Work through the entries below and show every line in which "decode" is found.

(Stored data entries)

_ _ _ _ _

#[async_trait]
impl DataSource for MockDataSource {
    type Value = ViewData;
    type Payload = serde_json::Value;

    async fn fetch(&self, key: &QueryKey) -> Result<ViewData, SourceError> {
        let resource = key
            .resource()
            .ok_or_else(|| SourceError::invalid_params(key, "missing resource name"))?;
        let latency = base_latency(resource)
            .filter(|_| resources::ALL.contains(&resource))
            .ok_or_else(|| SourceError::UnknownResource(resource.to_string()))?;
        if resource != resources::THREAD && !key.params().is_empty() {
            return Err(SourceError::invalid_params(key, "resource takes no parameters"));
        }
        let thread_id = if resource == resources::THREAD {
            Some(Self::thread_id(key)?)
        } else {
            None
        };

        debug!(key = %key, "simulated fetch");
        self.enter(resource, latency).await?;

        let state = self.state.read();
        let data = match (resource, thread_id) {
            (resources::THREAD, Some(id)) => ViewData::Thread(state.thread(self.seed, id)?),
            (resources::OVERVIEW, _) => ViewData::Overview(state.overview(Utc::now().date_naive())),
            (resources::MENTEES, _) => ViewData::Mentees(state.mentees.clone()),
            (resources::TASKS, _) => ViewData::Tasks(state.tasks.clone()),
            (resources::SESSIONS, _) => ViewData::Sessions(state.sessions.clone()),
            (resources::MESSAGES, _) => ViewData::Messages(state.threads.clone()),
            (resources::ANALYTICS, _) => ViewData::Analytics(generate::analytics()),
            (resources::RESOURCES, _) => ViewData::Resources(generate::resources()),
            (resources::EARNINGS, _) => ViewData::Earnings(generate::earnings()),
            (other, _) => return Err(SourceError::UnknownResource(other.to_string())),
        };
        Ok(data)
    }

    async fn execute(
        &self,
        operation: &str,
        payload: serde_json::Value,
    ) -> Result<ViewData, SourceError> {
        let latency = match operation {
            operations::UPDATE_TASK_STATUS | operations::CREATE_SESSION => base_latency(operation),
            _ => None,
        }
        .ok_or_else(|| SourceError::UnknownOperation(operation.to_string()))?;

        debug!(operation = %operation, "simulated operation");
        self.enter(operation, latency).await?;

        match operation {
            operations::UPDATE_TASK_STATUS => {
                let change: TaskStatusChange = decode(operation, payload)?;
                let update = self.state.write().update_task_status(&change)?;
                Ok(ViewData::TaskStatusUpdated(update))
            }
            operations::CREATE_SESSION => {
                let request: NewSession = decode(operation, payload)?;
                let session = self.state.write().create_session(request)?;
                Ok(ViewData::SessionCreated(session))
            }
            other => Err(SourceError::UnknownOperation(other.to_string())),
        }
    }
}

#[cfg(test)]
mod tests {
    use super::*;
    use crate::model::TaskStatus;
    use crate::view::keys;
    use serde_json::json;

    fn source() -> MockDataSource {
        MockDataSource::with_seed(42).with_latency_scale(0.0)
    }

    #[test]
    fn latency_table_covers_every_resource() {
        for resource in resources::ALL {
            assert!(base_latency(resource).is_some(), "{resource}");
        }
        assert_eq!(base_latency("nope"), None);
    }

    #[test]
    fn negative_scale_clamps_to_zero() {
        assert!(MockDataSource::with_seed(1).with_latency_scale(-3.0).latency_scale().abs() < f64::EPSILON);
    }

    #[test]
    fn huge_scale_is_capped() {
        let source = MockDataSource::with_seed(1).with_latency_scale(1e300);
        assert!((source.latency_scale() - MAX_LATENCY_SCALE).abs() < f64::EPSILON);
    }

    #[test]
    fn scaled_delay_saturates() {
        let second = Duration::from_secs(1);
        assert_eq!(scaled(second, 0.5), Duration::from_millis(500));
        assert_eq!(scaled(second, 1e300), Duration::MAX);
        assert_eq!(scaled(second, f64::NAN), Duration::MAX);
        assert_eq!(scaled(second, -1.0), Duration::ZERO);
    }

    #[tokio::test(start_paused = true)]
    async fn largest_scale_still_fetches() {
        let source = MockDataSource::with_seed(1).with_latency_scale(1e300);
        let tasks = source.fetch(&keys::tasks()).await.unwrap();
        assert_eq!(tasks.into_tasks().unwrap().len(), 12);
    }

    #[tokio::test]
    async fn fetch_counts_fixed_sizes() {
        let source = source();
        let mentees = source.fetch(&keys::mentees()).await.unwrap();
        assert_eq!(mentees.as_mentees().map(Vec::len), Some(6));
        let tasks = source.fetch(&keys::tasks()).await.unwrap();
        assert_eq!(tasks.as_tasks().map(Vec::len), Some(12));
        let sessions = source.fetch(&keys::sessions()).await.unwrap();
        assert_eq!(sessions.as_sessions().map(Vec::len), Some(3));
        let resources = source.fetch(&keys::resources()).await.unwrap();
        assert_eq!(resources.as_resources().map(Vec::len), Some(5));
    }

    #[tokio::test]
    async fn thread_requires_id() {
        let err = source()
            .fetch(&QueryKey::new(resources::THREAD))
            .await
            .unwrap_err();
        assert!(matches!(err, SourceError::InvalidParams { .. }));
    }

    #[tokio::test]
    async fn unknown_thread_is_not_found() {
        let err = source().fetch(&keys::thread("thread-99")).await.unwrap_err();
        assert_eq!(err, SourceError::NotFound("thread thread-99".to_string()));
    }

    #[tokio::test]
    async fn unknown_resource_is_rejected_without_a_call() {
        let source = source();
        let err = source.fetch(&QueryKey::new("payroll")).await.unwrap_err();
        assert_eq!(err, SourceError::UnknownResource("payroll".to_string()));
        assert_eq!(source.call_count("payroll"), 0);
    }

    #[tokio::test]
    async fn status_update_is_applied() {
        let source = source();
        let response = source
            .execute(
                operations::UPDATE_TASK_STATUS,
                json!({ "taskId": "task-3", "status": "done" }),
            )
            .await
            .unwrap();
        let update = response.into_task_status_update().unwrap();
        assert!(update.success);
        let task = source.tasks().into_iter().find(|t| t.id == "task-3").unwrap();
        assert_eq!(task.status, TaskStatus::Done);
    }

    #[tokio::test]
    async fn malformed_payload_is_rejected() {
        let err = source()
            .execute(operations::UPDATE_TASK_STATUS, json!({ "taskId": "task-1", "status": "archived" }))
            .await
            .unwrap_err();
        assert!(matches!(err, SourceError::InvalidPayload { .. }));
    }

    #[tokio::test]
    async fn injected_fault_is_consumed() {
        let source = source();
        source.fail_next(resources::EARNINGS, 1);
        assert!(source.fetch(&keys::earnings()).await.is_err());
        assert!(source.fetch(&keys::earnings()).await.is_ok());
        assert_eq!(source.call_count(resources::EARNINGS), 2);
    }
}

_ _ _ _ _

→ Result for this task
                let change: TaskStatusChange = decode(operation, payload)?;
                let request: NewSession = decode(operation, payload)?;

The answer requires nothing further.